Limit alcohol consumption. Consuming moderate to heavy amounts of alcohol — more than two drinks a day — may increase your risk of colon cancer. This is particularly true if you have a close relative, such as a parent, child or sibling, with the disease. A drink is a 4- to 5-ounce glass of wine, a 12-ounce can of beer, or a 1.5-ounce shot of 80-proof liquor. Curbing alcohol consumption can reduce your risk, even if colon cancer runs in your family.
Stop smoking. Smoking can increase your risk of many different cancers. Talk to your doctor about ways to quit that may work for you.
Stay physically active and maintain a healthy body weight. Controlling your weight alone can reduce your risk of colorectal cancer. And staying physically active may cut your colon cancer risk in half. Exercise stimulates movement through your bowel and reduces the time your colon is exposed to harmful substances (carcinogens) that may cause cancer. Try to get at least 30 minutes of exercise on most days. If you've been inactive, start slowly and build up gradually to 30 minutes. Also, talk to your doctor before starting any exercise program.
Consider hormone replacement therapy.
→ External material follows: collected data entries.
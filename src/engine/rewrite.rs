//! Doc comment classification and repair.
//!
//! Go expects the doc comment of an exported declaration to start with the
//! declaration's name (`// Name does things`). Given a name and the comment
//! lines directly above its declaration, [`classify`] decides what is wrong
//! with the comment and [`plan`] decides how to fix it. Only the head line
//! (index 0, the topmost line) is ever replaced, or a new head is prepended.

use super::segment::describe;
use serde::Serialize;
use std::fmt;

/// Template used when no format is configured.
pub const DEFAULT_FORMAT: &str = "// %s missing godoc.";

/// How synthesized doc lines are rendered.
///
/// Built once per run and shared by every rewrite.
#[derive(Debug, Clone, PartialEq, Eq)]
pub struct DocStyle {
    format: String,
    auto_description: bool,
}

impl DocStyle {
    pub fn new(format: impl Into<String>, auto_description: bool) -> Self {
        Self {
            format: format.into(),
            auto_description,
        }
    }

    pub fn format(&self) -> &str {
        &self.format
    }

    pub fn auto_description(&self) -> bool {
        self.auto_description
    }

    /// Render the doc line used for a missing or name-only comment.
    pub fn render(&self, name: &str) -> String {
        if self.auto_description {
            format!("// {} {}", name, describe(name))
        } else {
            expand_template(&self.format, name)
        }
    }
}

/// Expand a printf-style template: the first `%s` becomes `name` and `%%`
/// becomes a literal `%`. Any other `%` is copied as is.
fn expand_template(format: &str, name: &str) -> String {
    let mut out = String::with_capacity(format.len() + name.len());
    let mut chars = format.chars().peekable();
    let mut substituted = false;

    while let Some(c) = chars.next() {
        if c == '%' {
            match chars.peek() {
                Some('%') => {
                    chars.next();
                    out.push('%');
                    continue;
                }
                Some('s') if !substituted => {
                    chars.next();
                    out.push_str(name);
                    substituted = true;
                    continue;
                }
                _ => {}
            }
        }
        out.push(c);
    }
    out
}

/// Number of `%s` placeholders in a format template, skipping `%%` escapes.
///
/// Returns None when a `%` is followed by anything other than `s` or `%`.
pub fn placeholder_count(format: &str) -> Option<usize> {
    let mut count = 0;
    let mut chars = format.chars();
    while let Some(c) = chars.next() {
        if c == '%' {
            match chars.next() {
                Some('s') => count += 1,
                Some('%') => {}
                _ => return None,
            }
        }
    }
    Some(count)
}

impl Default for DocStyle {
    fn default() -> Self {
        Self::new(DEFAULT_FORMAT, false)
    }
}

/// What is wrong with the comment above a declaration.
#[derive(Debug, Clone, Copy, PartialEq, Eq, Serialize)]
#[serde(rename_all = "kebab-case")]
pub enum DocDefect {
    /// No comment at all.
    Empty,
    /// The comment is only the name (`// Name` or `//Name`).
    JustName,
    /// The head line does not start with `// Name `.
    MissingNamePrefix,
    /// Nothing to fix.
    WellFormed,
}

impl DocDefect {
    pub fn needs_fix(self) -> bool {
        self != DocDefect::WellFormed
    }
}

impl fmt::Display for DocDefect {
    fn fmt(&self, f: &mut fmt::Formatter<'_>) -> fmt::Result {
        let label = match self {
            DocDefect::Empty => "missing comment",
            DocDefect::JustName => "name only",
            DocDefect::MissingNamePrefix => "missing name prefix",
            DocDefect::WellFormed => "well formed",
        };
        f.write_str(label)
    }
}

/// The edit to apply to a comment block.
#[derive(Debug, Clone, PartialEq, Eq)]
pub enum DocFix {
    Unchanged,
    /// Replace line 0 with the given text.
    ReplaceHead(String),
    /// Insert the given text as a new line 0.
    PrependHead(String),
}

impl DocFix {
    /// The new head line, if the block changes.
    pub fn head(&self) -> Option<&str> {
        match self {
            DocFix::Unchanged => None,
            DocFix::ReplaceHead(line) | DocFix::PrependHead(line) => Some(line),
        }
    }

    /// Apply this fix to a comment block.
    pub fn apply<S: AsRef<str>>(&self, lines: &[S]) -> Vec<String> {
        let mut out: Vec<String> = lines.iter().map(|l| l.as_ref().to_string()).collect();
        match self {
            DocFix::Unchanged => {}
            DocFix::ReplaceHead(head) => match out.first_mut() {
                Some(first) => *first = head.clone(),
                None => out.push(head.clone()),
            },
            DocFix::PrependHead(head) => out.insert(0, head.clone()),
        }
        out
    }
}

/// Whether `name` is exported under Go's rules (first rune upper-case).
pub fn is_exported(name: &str) -> bool {
    name.chars()
        .next()
        .map(|c| c.is_uppercase())
        .unwrap_or(false)
}

/// Classify the comment block above the declaration named `name`.
pub fn classify<S: AsRef<str>>(name: &str, lines: &[S]) -> DocDefect {
    let Some(head) = lines.first().map(|l| l.as_ref()) else {
        return DocDefect::Empty;
    };

    if head == format!("// {}", name) || head == format!("//{}", name) {
        return DocDefect::JustName;
    }

    if !head.starts_with(&format!("// {} ", name)) {
        return DocDefect::MissingNamePrefix;
    }

    DocDefect::WellFormed
}

/// Remove the first known comment prefix from `line`.
///
/// Name-bearing prefixes are tried before the bare `// ` and `//` markers so
/// that `// Name: text` reduces to `text`.
fn strip_known_prefix<'a>(line: &'a str, name: &str) -> &'a str {
    let prefixes = [
        format!("//{} ", name),
        format!("// {}: ", name),
        format!("// {}:", name),
        format!("//{}: ", name),
        format!("//{}:", name),
        "// ".to_string(),
        "//".to_string(),
    ];

    prefixes
        .iter()
        .find_map(|prefix| line.strip_prefix(prefix.as_str()))
        .unwrap_or(line)
}

/// Decide how to fix the comment block above `name`.
pub fn plan<S: AsRef<str>>(name: &str, exported: bool, lines: &[S], style: &DocStyle) -> DocFix {
    if !exported {
        return DocFix::Unchanged;
    }

    let fix = match classify(name, lines) {
        DocDefect::Empty => DocFix::PrependHead(style.render(name)),
        DocDefect::JustName => DocFix::ReplaceHead(style.render(name)),
        DocDefect::MissingNamePrefix => {
            let head = lines[0].as_ref();
            DocFix::ReplaceHead(format!("// {} {}", name, strip_known_prefix(head, name)))
        }
        DocDefect::WellFormed => DocFix::Unchanged,
    };

    // A `// %s` template renders a name-only head that is already in place.
    if let (DocFix::ReplaceHead(head), Some(current)) = (&fix, lines.first()) {
        if head == current.as_ref() {
            return DocFix::Unchanged;
        }
    }
    fix
}

/// Return the corrected comment block for the declaration named `name`.
pub fn rewrite<S: AsRef<str>>(
    name: &str,
    exported: bool,
    lines: &[S],
    style: &DocStyle,
) -> Vec<String> {
    plan(name, exported, lines, style).apply(lines)
}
If you're a woman past menopause, hormone replacement therapy (HRT) may reduce your risk of colorectal cancer. Women who use HRT have a somewhat lower risk of colorectal cancer than women who don't use HRT. But not all effects of HRT are positive. Taking HRT as a combination therapy — estrogen plus progestin — can result in serious side effects and health risks. Work with your doctor to discuss the options and decide what's best for you.